The T600's 4GB VRAM defines a hard routing boundary: models at or under 4B parameters can run at voice-loop latency. Models above it cannot on this hardware.

That boundary has an architectural implication for The Hound. The voice loop should route to 4B-class local models or Haiku. The 7B+ models belong in the background task lane. Topology generation, session log summarization, anything where you can afford to wait.

What Didn't Get Answered

GPU inference is real now. The characterization deferred from Parts 1 and 2 is complete. What the data still doesn't address:

Prompt-engineered T3. Gemma 12B has the knowledge. 13 correct nodes in Run 3, correct content in Run 2, just wrong schema or wrong link count. A schema-explicit prompt, one that hands the model the exact YAML structure, would likely close that gap. That is a Part 4 question, not a hardware question.

Qwen T3 reliability. Two passes and one miss across three runs. Is the pass rate 66%? 80%? Running T3 ten times against the same prompt would give an actual distribution. Right now it is an estimate.

Thermal and power behavior under sustained load. The T3 pass with fixed telemetry captures peak VRAM and GPU utilization. What the data doesn't show is whether the T600 throttles under a sustained 30-minute inference load. Topology generation at scale, multi-session summarization, anything that keeps the GPU hot for extended periods. The laptop TDP envelope is 35W for the T600. Single-task peaks are fine. Continuous load may behave differently.

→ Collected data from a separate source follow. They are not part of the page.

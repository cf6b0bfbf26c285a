use crate::input::PlayerNumber;
use crate::model::card::Card;
use core::fmt;
use serde::Serialize;

pub const HAND_SIZE: usize = 3;

/// Three cards dealt to one player, in the order they sit in the shuffled deck.
#[derive(Debug, Clone, Copy, PartialEq, Eq, Hash, Serialize)]
pub struct Hand {
    cards: [Card; HAND_SIZE],
}

impl Hand {
    pub const fn new(cards: [Card; HAND_SIZE]) -> Self {
        Self { cards }
    }

    pub fn cards(&self) -> &[Card; HAND_SIZE] {
        &self.cards
    }

    pub fn contains(&self, card: Card) -> bool {
        self.cards.contains(&card)
    }

    pub fn iter(&self) -> impl Iterator<Item = &Card> {
        self.cards.iter()
    }

    pub fn ascii(&self) -> String {
        self.cards
            .iter()
            .map(|card| card.ascii())
            .collect::<Vec<_>>()
            .join(", ")
    }
}

impl fmt::Display for Hand {
    fn fmt(&self, f: &mut fmt::Formatter<'_>) -> fmt::Result {
        let [a, b, c] = self.cards;
        write!(f, "{a}, {b}, {c}")
    }
}

/// Index window `[3(p-1), 3(p-1)+3)` owned by `player`.
pub const fn hand_window(player: PlayerNumber) -> core::ops::Range<usize> {
    let start = (player.get() as usize - 1) * HAND_SIZE;
    start..start + HAND_SIZE
}

/// Slice the hand owned by `player` out of a shuffled deck.
///
/// `shuffled` must hold a full deck; the player number is already range
/// checked, so the window always fits.
pub fn extract_hand(shuffled: &[Card], player: PlayerNumber) -> Hand {
    let window = hand_window(player);
    let slice = &shuffled[window];
    Hand::new([slice[0], slice[1], slice[2]])
}
//! MT19937 (32-bit Mersenne Twister) with array seeding.
//!
//! Output must stay bit-identical to the reference `mt19937ar.c`
//! implementation, since it decides which cards the `mt19937` scheme deals.

use rand::{Error, RngCore};

const N: usize = 624;
const M: usize = 397;
const MATRIX_A: u32 = 0x9908_b0df;
const UPPER_MASK: u32 = 0x8000_0000;
const LOWER_MASK: u32 = 0x7fff_ffff;

#[derive(Clone)]
pub struct Mt19937 {
    state: Box<[u32; N]>,
    index: usize,
}

impl Mt19937 {
    pub fn new(seed: u32) -> Self {
        let mut state = Box::new([0u32; N]);
        state[0] = seed;
        for i in 1..N {
            let prev = state[i - 1];
            state[i] = 1_812_433_253u32
                .wrapping_mul(prev ^ (prev >> 30))
                .wrapping_add(i as u32);
        }
        Self { state, index: N }
    }

    /// `init_by_array`. An empty key is treated as the single word `0`.
    pub fn from_key(key: &[u32]) -> Self {
        let key = if key.is_empty() { &[0u32][..] } else { key };
        let mut rng = Self::new(19_650_218);
        let mt = &mut rng.state;
        let mut i = 1usize;
        let mut j = 0usize;

        for _ in 0..N.max(key.len()) {
            let prev = mt[i - 1];
            mt[i] = (mt[i] ^ (prev ^ (prev >> 30)).wrapping_mul(1_664_525))
                .wrapping_add(key[j])
                .wrapping_add(j as u32);
            i += 1;
            j += 1;
            if i >= N {
                mt[0] = mt[N - 1];
                i = 1;
            }
            if j >= key.len() {
                j = 0;
            }
        }

        for _ in 0..N - 1 {
            let prev = mt[i - 1];
            mt[i] = (mt[i] ^ (prev ^ (prev >> 30)).wrapping_mul(1_566_083_941))
                .wrapping_sub(i as u32);
            i += 1;
            if i >= N {
                mt[0] = mt[N - 1];
                i = 1;
            }
        }

        mt[0] = 0x8000_0000;
        rng
    }

    fn twist(&mut self) {
        let mt = &mut self.state;
        for kk in 0..N {
            let y = (mt[kk] & UPPER_MASK) | (mt[(kk + 1) % N] & LOWER_MASK);
            let mag = if y & 1 == 0 { 0 } else { MATRIX_A };
            mt[kk] = mt[(kk + M) % N] ^ (y >> 1) ^ mag;
        }
        self.index = 0;
    }

    pub fn next_word(&mut self) -> u32 {
        if self.index >= N {
            self.twist();
        }
        let mut y = self.state[self.index];
        self.index += 1;

        y ^= y >> 11;
        y ^= (y << 7) & 0x9d2c_5680;
        y ^= (y << 15) & 0xefc6_0000;
        y ^ (y >> 18)
    }

    /// Top `bits` bits of the next output, `1 <= bits <= 32`.
    pub fn next_bits(&mut self, bits: u32) -> u32 {
        debug_assert!((1..=32).contains(&bits));
        self.next_word() >> (32 - bits)
    }

    /// Uniform value in `[0, bound)` by rejection over `bit_length(bound)` bits.
    pub fn below(&mut self, bound: u32) -> u32 {
        if bound == 0 {
            return 0;
        }
        let bits = u32::BITS - bound.leading_zeros();
        loop {
            let candidate = self.next_bits(bits);
            if candidate < bound {
                return candidate;
            }
        }
    }
}

impl RngCore for Mt19937 {
    fn next_u32(&mut self) -> u32 {
        self.next_word()
    }

    fn next_u64(&mut self) -> u64 {
        let low = u64::from(self.next_word());
        let high = u64::from(self.next_word());
        (high << 32) | low
    }

    fn fill_bytes(&mut self, dest: &mut [u8]) {
        for chunk in dest.chunks_mut(4) {
            let bytes = self.next_word().to_le_bytes();
            chunk.copy_from_slice(&bytes[..chunk.len()]);
        }
    }

    fn try_fill_bytes(&mut self, dest: &mut [u8]) -> Result<(), Error> {
        self.fill_bytes(dest);
        Ok(())
    }
}

impl core::fmt::Debug for Mt19937 {
    fn fmt(&self, f: &mut core::fmt::Formatter<'_>) -> core::fmt::Result {
        f.debug_struct("Mt19937").field("index", &self.index).finish()
    }
}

Where This Leaves the Series

Three runs. The hardware is characterized. The quality patterns are established. The GPU question is answered.

Qwen 2.5 Coder 7B is the best-performing local model across the series. But its T3 pass rate is probabilistic, not guaranteed. At 14 tok/s on GPU it earns a background task slot, not a voice slot.

Phi-3.5 Mini and Gemma 3 4B are now voice-loop candidates on GPU hardware. They are fast enough. Whether they are accurate enough depends on the task. T3 says no, T1/T2 say mostly yes.

Gemma 3 12B keeps improving its T3 result each run. The knowledge is there. The schema precision isn't. If that can be addressed with a better prompt, it becomes interesting. But at 7 tok/s it will never be a voice model on this hardware.

Claude Haiku 4.5 remains the benchmark. 6 seconds for a 1,400-token topology. Sub-2 seconds for a spoken response. No local model touches it on latency.

Part 4: a writing benchmark. Session log summarization. Mistral Nemo versus Llama 3.1 8B on tasks that don't require structural precision. A different evaluation axis entirely.

The Right Tool is a field series on local LLM deployment in a live network lab. Part 1 established the baseline. Part 2 corrected the test design. Part 3 completed the GPU characterization. Part 4 covers a different class of task.